- [About this exercise] An exact copy of every entry below is needed.
┄┄┄┄┄┄┄┄┄┄┄┄┄┄┄┄┄┄┄┄
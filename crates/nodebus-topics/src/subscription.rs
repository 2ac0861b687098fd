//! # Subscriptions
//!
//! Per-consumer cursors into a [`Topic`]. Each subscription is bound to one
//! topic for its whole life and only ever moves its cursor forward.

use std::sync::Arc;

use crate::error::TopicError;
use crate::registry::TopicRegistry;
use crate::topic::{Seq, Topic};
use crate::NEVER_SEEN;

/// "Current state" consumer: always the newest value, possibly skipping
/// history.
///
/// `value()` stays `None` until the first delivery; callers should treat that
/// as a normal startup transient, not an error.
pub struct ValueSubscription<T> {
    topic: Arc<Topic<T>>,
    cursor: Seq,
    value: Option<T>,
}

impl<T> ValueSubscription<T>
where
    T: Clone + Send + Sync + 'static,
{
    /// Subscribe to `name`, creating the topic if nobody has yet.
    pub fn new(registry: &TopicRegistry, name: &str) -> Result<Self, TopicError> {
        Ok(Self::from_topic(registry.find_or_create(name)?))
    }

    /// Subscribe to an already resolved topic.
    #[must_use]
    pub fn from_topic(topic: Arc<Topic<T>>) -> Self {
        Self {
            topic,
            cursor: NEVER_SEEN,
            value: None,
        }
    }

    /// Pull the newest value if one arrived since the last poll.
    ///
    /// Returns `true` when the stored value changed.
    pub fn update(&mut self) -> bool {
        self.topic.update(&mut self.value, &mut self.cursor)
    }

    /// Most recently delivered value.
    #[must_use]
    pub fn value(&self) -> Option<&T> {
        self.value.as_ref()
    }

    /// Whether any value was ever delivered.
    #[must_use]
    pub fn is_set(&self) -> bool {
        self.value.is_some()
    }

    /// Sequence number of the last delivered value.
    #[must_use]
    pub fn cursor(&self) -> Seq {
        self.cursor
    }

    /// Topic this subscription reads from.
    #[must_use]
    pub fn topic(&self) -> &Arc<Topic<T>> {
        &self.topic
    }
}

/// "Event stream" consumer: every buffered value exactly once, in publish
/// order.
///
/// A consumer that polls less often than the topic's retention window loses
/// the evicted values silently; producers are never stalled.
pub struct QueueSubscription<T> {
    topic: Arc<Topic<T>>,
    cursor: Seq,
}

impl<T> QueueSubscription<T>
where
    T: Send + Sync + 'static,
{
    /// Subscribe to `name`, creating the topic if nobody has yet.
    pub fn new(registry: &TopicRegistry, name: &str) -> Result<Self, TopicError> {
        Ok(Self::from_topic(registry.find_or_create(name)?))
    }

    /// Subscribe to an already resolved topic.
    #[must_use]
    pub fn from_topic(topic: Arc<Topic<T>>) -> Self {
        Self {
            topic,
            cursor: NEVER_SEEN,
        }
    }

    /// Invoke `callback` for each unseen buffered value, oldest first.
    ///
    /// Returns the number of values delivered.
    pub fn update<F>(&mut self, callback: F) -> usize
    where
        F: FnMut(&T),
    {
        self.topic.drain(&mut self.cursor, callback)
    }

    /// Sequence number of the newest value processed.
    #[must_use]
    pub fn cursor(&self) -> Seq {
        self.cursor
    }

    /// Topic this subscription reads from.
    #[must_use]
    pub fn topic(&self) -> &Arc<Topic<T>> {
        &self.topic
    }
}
┄┄┄┄┄┄┄┄┄┄┄┄┄┄┄┄┄┄┄┄
- [Exercise answer]
filename crates/nodebus-topics/src/subscription.rs
repository 2ac0861b687098fd
//! # Subscriptions
//!
//! Per-consumer cursors into a [`Topic`]. Each subscription is bound to one
//! topic for its whole life and only ever moves its cursor forward.

use std::sync::Arc;

use crate::error::TopicError;
use crate::registry::TopicRegistry;
use crate::topic::{Seq, Topic};
use crate::NEVER_SEEN;

/// "Current state" consumer: always the newest value, possibly skipping
/// history.
///
/// `value()` stays `None` until the first delivery; callers should treat that
/// as a normal startup transient, not an error.
pub struct ValueSubscription<T> {
    topic: Arc<Topic<T>>,
    cursor: Seq,
    value: Option<T>,
}

impl<T> ValueSubscription<T>
where
    T: Clone + Send + Sync + 'static,
{
    /// Subscribe to `name`, creating the topic if nobody has yet.
    pub fn new(registry: &TopicRegistry, name: &str) -> Result<Self, TopicError> {
        Ok(Self::from_topic(registry.find_or_create(name)?))
    }

    /// Subscribe to an already resolved topic.
    #[must_use]
    pub fn from_topic(topic: Arc<Topic<T>>) -> Self {
        Self {
            topic,
            cursor: NEVER_SEEN,
            value: None,
        }
    }

    /// Pull the newest value if one arrived since the last poll.
    ///
    /// Returns `true` when the stored value changed.
    pub fn update(&mut self) -> bool {
        self.topic.update(&mut self.value, &mut self.cursor)
    }

    /// Most recently delivered value.
    #[must_use]
    pub fn value(&self) -> Option<&T> {
        self.value.as_ref()
    }

    /// Whether any value was ever delivered.
    #[must_use]
    pub fn is_set(&self) -> bool {
        self.value.is_some()
    }

    /// Sequence number of the last delivered value.
    #[must_use]
    pub fn cursor(&self) -> Seq {
        self.cursor
    }

    /// Topic this subscription reads from.
    #[must_use]
    pub fn topic(&self) -> &Arc<Topic<T>> {
        &self.topic
    }
}

/// "Event stream" consumer: every buffered value exactly once, in publish
/// order.
///
/// A consumer that polls less often than the topic's retention window loses
/// the evicted values silently; producers are never stalled.
pub struct QueueSubscription<T> {
    topic: Arc<Topic<T>>,
    cursor: Seq,
}

impl<T> QueueSubscription<T>
where
    T: Send + Sync + 'static,
{
    /// Subscribe to `name`, creating the topic if nobody has yet.
    pub fn new(registry: &TopicRegistry, name: &str) -> Result<Self, TopicError> {
        Ok(Self::from_topic(registry.find_or_create(name)?))
    }

    /// Subscribe to an already resolved topic.
    #[must_use]
    pub fn from_topic(topic: Arc<Topic<T>>) -> Self {
        Self {
            topic,
            cursor: NEVER_SEEN,
        }
    }

    /// Invoke `callback` for each unseen buffered value, oldest first.
    ///
    /// Returns the number of values delivered.
    pub fn update<F>(&mut self, callback: F) -> usize
    where
        F: FnMut(&T),
    {
        self.topic.drain(&mut self.cursor, callback)
    }

    /// Sequence number of the newest value processed.
    #[must_use]
    pub fn cursor(&self) -> Seq {
        self.cursor
    }

    /// Topic this subscription reads from.
    #[must_use]
    pub fn topic(&self) -> &Arc<Topic<T>> {
        &self.topic
    }
}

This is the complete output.